Protocol-Based Management of Geriatric Hip Fracture

Dr. H. John Cooper and Dr. R. Kumar Kadiyala

Dr. H. John Cooper and Dr. R. Kumar Kadiyala

NewYork-Presbyterian is poised to establish a standardized protocol in the management of hip fracture in the elderly. Led by the Department of Orthopedics at NewYork-Presbyterian/Columbia University Medical Center, a multidisciplinary team with representatives from orthopedics, anesthesiology, geriatrics, nursing, physical therapy, and social work is convening monthly to develop best practices that can be implemented throughout the institution.

“Hip fractures increase exponentially as we age,” says R. Kumar Kadiyala, MD, PhD, a Columbia orthopedic surgeon with expertise in trauma and hand/upper extremity surgery and a member of the reviewing team. “By and large, fragility fractures in individuals in their 70s and 80s are almost always associated with some degree of osteoporosis or poor bone health. And as they age they have more comorbid medical problems and likely to have a cardiac, neurologic, or pulmonary issue.”

“Making sure elderly patients are as healthy as they can be before hip fracture surgery entails a rapid and thorough medical assessment, without prolonged medical testing that in the long run won’t change the patient’s outcome.”

— Dr. R. Kumar Kadiyala

Dr. Kadiyala likens the process of standardizing protocols for hip fracture to those developed for stroke management where time is of the essence. “With hip fracture, we believe certain treatments should also be performed within a window of opportunity,” he says. “We’ve documented and studies have shown that hip fractures treated in an expeditious manner have better, overall outcomes for patients. To that end, one recommendation will be to expedite surgery within 24 to 48 hours of presentation.”

H. John Cooper, MD, a specialist in adult reconstructive orthopedic surgery with a focus on primary and revision hip and knee arthroplasty, is also a member of the team developing the hip fracture protocol. “Elderly patients frequently come in with multiple comorbidities,” says Dr. Cooper. “They require a higher level of care than a healthy patient having an elective surgery. Surgical timing, anesthesia technique, surgical approach, and early mobilization are all very important. Minimizing medications that put them at risk for delirium is critical. We have a short window to medically optimize these patients and bring them to the operating room so that we can get them mobile as soon as possible and prevent complications.”

“Most patients with displaced femoral neck fractures are best managed with hip arthroplasty,” continues Dr. Cooper. “We apply the latest guidelines for best practice treatment, utilizing anterior approach hip surgery that minimizes soft tissue damage and allows these patients to become mobile more quickly. It is a muscle-sparing approach that results in less pain and narcotic requirement postoperatively. We then integrate these patients into a multidisciplinary follow-up protocol.”

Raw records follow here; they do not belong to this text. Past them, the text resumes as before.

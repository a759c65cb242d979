//! # Conductor Catalog
//!
//! Conductor definitions for building wire under NOM-001-SEDE Article 310.
//!
//! ## Conductor Data
//!
//! - **Calibre**: AWG/kcmil designation, see [`calibres`]
//! - **Material**: copper or aluminum (aluminum only from 12 AWG up)
//! - **Insulation**: THW-LS, THHW-LS, THHN or XHHW-2
//! - **Temperature rating**: the ampacity column (60, 75 or 90 °C)
//!
//! ## Example
//!
//! ```rust
//! use wirecalc_core::conductors::{Calibre, Conductor, ConductorMaterial, Insulation};
//!
//! let c = Conductor::new(Calibre::Awg6, ConductorMaterial::Copper, Insulation::ThhwLs).unwrap();
//! assert_eq!(c.section_mm2, 13.3);
//! ```

pub mod calibres;

pub use calibres::Calibre;

use serde::{Deserialize, Serialize};

use crate::errors::{CalcError, CalcResult};
use crate::units::OhmsPerKm;

/// Conductor metal
#[derive(Debug, Clone, Copy, PartialEq, Eq, Hash, Serialize, Deserialize, Default)]
pub enum ConductorMaterial {
    #[default]
    Copper,
    Aluminum,
}

impl ConductorMaterial {
    /// All materials for UI selection
    pub const ALL: [ConductorMaterial; 2] = [ConductorMaterial::Copper, ConductorMaterial::Aluminum];

    /// Display name for reports
    pub fn display_name(&self) -> &'static str {
        match self {
            ConductorMaterial::Copper => "Cu",
            ConductorMaterial::Aluminum => "Al",
        }
    }

    /// Smallest calibre catalogued for this material
    pub fn smallest_calibre(&self) -> Calibre {
        match self {
            ConductorMaterial::Copper => Calibre::Awg14,
            ConductorMaterial::Aluminum => Calibre::Awg12,
        }
    }
}

impl std::fmt::Display for ConductorMaterial {
    fn fmt(&self, f: &mut std::fmt::Formatter<'_>) -> std::fmt::Result {
        write!(f, "{}", self.display_name())
    }
}

/// Insulation type of building wire
#[derive(Debug, Clone, Copy, PartialEq, Eq, Hash, Serialize, Deserialize, Default)]
pub enum Insulation {
    #[serde(rename = "THW-LS")]
    ThwLs,
    #[default]
    #[serde(rename = "THHW-LS")]
    ThhwLs,
    #[serde(rename = "THHN")]
    Thhn,
    #[serde(rename = "XHHW-2")]
    Xhhw2,
}

impl Insulation {
    /// Display name for reports
    pub fn display_name(&self) -> &'static str {
        match self {
            Insulation::ThwLs => "THW-LS",
            Insulation::ThhwLs => "THHW-LS",
            Insulation::Thhn => "THHN",
            Insulation::Xhhw2 => "XHHW-2",
        }
    }

    /// Maximum operating temperature of the insulation
    pub fn max_rating(&self) -> TemperatureRating {
        match self {
            Insulation::ThwLs => TemperatureRating::C75,
            Insulation::ThhwLs | Insulation::Thhn | Insulation::Xhhw2 => TemperatureRating::C90,
        }
    }
}

impl std::fmt::Display for Insulation {
    fn fmt(&self, f: &mut std::fmt::Formatter<'_>) -> std::fmt::Result {
        write!(f, "{}", self.display_name())
    }
}

/// Conductor temperature rating (ampacity column)
///
/// Serializes as the plain number of degrees (60, 75, 90).
#[derive(Debug, Clone, Copy, PartialEq, Eq, PartialOrd, Ord, Hash, Serialize, Deserialize)]
#[serde(try_from = "u16", into = "u16")]
pub enum TemperatureRating {
    C60,
    C75,
    C90,
}

impl TemperatureRating {
    /// All ratings, lowest first
    pub const ALL: [TemperatureRating; 3] = [
        TemperatureRating::C60,
        TemperatureRating::C75,
        TemperatureRating::C90,
    ];

    /// Rating in °C
    pub fn celsius(&self) -> u16 {
        match self {
            TemperatureRating::C60 => 60,
            TemperatureRating::C75 => 75,
            TemperatureRating::C90 => 90,
        }
    }

    /// Validated rating from degrees; only 60, 75 and 90 exist
    pub fn from_celsius(celsius: u16) -> CalcResult<Self> {
        match celsius {
            60 => Ok(TemperatureRating::C60),
            75 => Ok(TemperatureRating::C75),
            90 => Ok(TemperatureRating::C90),
            other => Err(CalcError::invalid_input(
                "temperature_rating",
                other.to_string(),
                "Temperature rating must be 60, 75 or 90 °C",
            )),
        }
    }
}

impl TryFrom<u16> for TemperatureRating {
    type Error = CalcError;

    fn try_from(value: u16) -> Result<Self, Self::Error> {
        TemperatureRating::from_celsius(value)
    }
}

impl From<TemperatureRating> for u16 {
    fn from(rating: TemperatureRating) -> Self {
        rating.celsius()
    }
}

impl std::fmt::Display for TemperatureRating {
    fn fmt(&self, f: &mut std::fmt::Formatter<'_>) -> std::fmt::Result {
        write!(f, "{} °C", self.celsius())
    }
}

/// A catalogued conductor: calibre, material, insulation and dimensions.
///
/// ## JSON Example
///
/// ```json
/// {
///   "calibre": "6 AWG",
///   "material": "Copper",
///   "insulation": "THHW-LS",
///   "section_mm2": 13.3,
///   "outer_diameter_mm": 6.452,
///   "insulated_area_mm2": 32.69
/// }
/// ```
#[derive(Debug, Clone, PartialEq, Serialize, Deserialize)]
pub struct Conductor {
    pub calibre: Calibre,
    pub material: ConductorMaterial,
    pub insulation: Insulation,

    /// Bare metal cross-section (mm²)
    pub section_mm2: f64,

    /// Insulated outer diameter (mm)
    pub outer_diameter_mm: f64,

    /// Insulated total area (mm²)
    pub insulated_area_mm2: f64,

    /// AC resistance at 75 °C, when resolved from an impedance table
    #[serde(default, skip_serializing_if = "Option::is_none")]
    pub resistance_per_km: Option<OhmsPerKm>,

    /// Reactance at 60 Hz, when resolved from an impedance table
    #[serde(default, skip_serializing_if = "Option::is_none")]
    pub reactance_per_km: Option<OhmsPerKm>,
}

impl Conductor {
    /// Build a catalogued conductor with its standard dimensions.
    ///
    /// Fails if the calibre is not catalogued for the material
    /// (aluminum below 12 AWG).
    pub fn new(
        calibre: Calibre,
        material: ConductorMaterial,
        insulation: Insulation,
    ) -> CalcResult<Self> {
        if calibre < material.smallest_calibre() {
            return Err(CalcError::invalid_input(
                "calibre",
                calibre.display_name(),
                format!("{} conductors start at {}", material.display_name(), material.smallest_calibre()),
            ));
        }
        Ok(Conductor {
            calibre,
            material,
            insulation,
            section_mm2: calibre.section_mm2(),
            outer_diameter_mm: calibre.outer_diameter_mm(),
            insulated_area_mm2: calibre.insulated_area_mm2(),
            resistance_per_km: None,
            reactance_per_km: None,
        })
    }

    /// Attach per-km resistance and reactance
    pub fn with_impedance(mut self, resistance: OhmsPerKm, reactance: OhmsPerKm) -> Self {
        self.resistance_per_km = Some(resistance);
        self.reactance_per_km = Some(reactance);
        self
    }

    /// Short description, e.g. "6 AWG Cu THHW-LS"
    pub fn designation(&self) -> String {
        format!("{} {} {}", self.calibre, self.material, self.insulation)
    }
}

#[cfg(test)]
mod tests {
    use super::*;

    #[test]
    fn test_conductor_dimensions_from_calibre() {
        let c = Conductor::new(Calibre::Awg1_0, ConductorMaterial::Copper, Insulation::Thhn).unwrap();
        assert_eq!(c.section_mm2, 53.5);
        assert_eq!(c.outer_diameter_mm, 12.34);
        assert_eq!(c.designation(), "1/0 AWG Cu THHN");
    }

    #[test]
    fn test_aluminum_14_awg_not_catalogued() {
        let result = Conductor::new(Calibre::Awg14, ConductorMaterial::Aluminum, Insulation::ThhwLs);
        assert!(matches!(result, Err(CalcError::InvalidInput { .. })));
        assert!(Conductor::new(Calibre::Awg12, ConductorMaterial::Aluminum, Insulation::ThhwLs).is_ok());
    }

    #[test]
    fn test_rating_serializes_as_number() {
        let json = serde_json::to_string(&TemperatureRating::C75).unwrap();
        assert_eq!(json, "75");
        let back: TemperatureRating = serde_json::from_str("90").unwrap();
        assert_eq!(back, TemperatureRating::C90);
        assert!(serde_json::from_str::<TemperatureRating>("80").is_err());
    }

    #[test]
    fn test_insulation_rating() {
        assert_eq!(Insulation::ThwLs.max_rating(), TemperatureRating::C75);
        assert_eq!(Insulation::ThhwLs.max_rating(), TemperatureRating::C90);
    }
}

Dr. Cooper has looked specifically at the variability of choices of how patients with hip fractures are treated across multiple institutions. “Do those choices affect the ultimate outcome in terms of who takes care of these patients, when they are taken care of, what kind of operation is performed, what service they’re admitted to, and where they are discharged to? Of all those variables, which of these have the greatest influence on mortality, complication rates, readmission rates, and other outcomes?” Dr. Cooper’s study won a research award at the 2017 meeting of the American Association for Hip and Knee Surgeons and will be published in an upcoming issue of The Journal of Arthroplasty.

“How we treat elderly patients with hip fracture hasn’t really changed that much over the last decade or so, but being able to do the surgery quickly is key,” says Dr. Kadiyala. Medical complications for patients following hip fractures can include cognitive neurologic alterations, cardiac or pulmonary issues, blood clots, GI bleeding, urinary tract infection, anemia, and pressure sores. The increased length of stay from these complications then often leads to extended stays in long-term healthcare facilities.

“Unlike patients of a similar age who are planning elective total hip or knee replacement and are relatively healthy, we don’t have a chance to optimize the health of acute hip fracture patients preoperatively,” says Dr. Kadiyala. “Making sure elderly patients are as healthy as they can be before hip fracture surgery entails a rapid and thorough medical assessment, without prolonged medical testing that in the long run won’t change the patient’s outcome.”

“Discussing these issues with orthopedic surgeons from other NewYork-Presbyterian campuses, as well as our medical and anesthesia providers, helps us understand each other’s perspective and enables us to implement a seamless best practice approach to taking care of these difficult injuries and complex patients and optimize their outcomes,” adds Dr. Cooper.

“While we want to apply uniform best practice guidelines at all NewYork-Presbyterian campuses and regional hospitals, we recognize that there will be slight deviations,” says Dr. Kadiyala. “But if we can prevent medical complications and avoid prolonged stays in a rehabilitation facility or discharge to a nursing home, everyone benefits.”

“The team is also seeking ways to ensure that patients are receiving optimal care when they transition back to their homes,” adds Dr. Kadiyala. “Our social workers and care managers stay involved to facilitate their safe recovery.”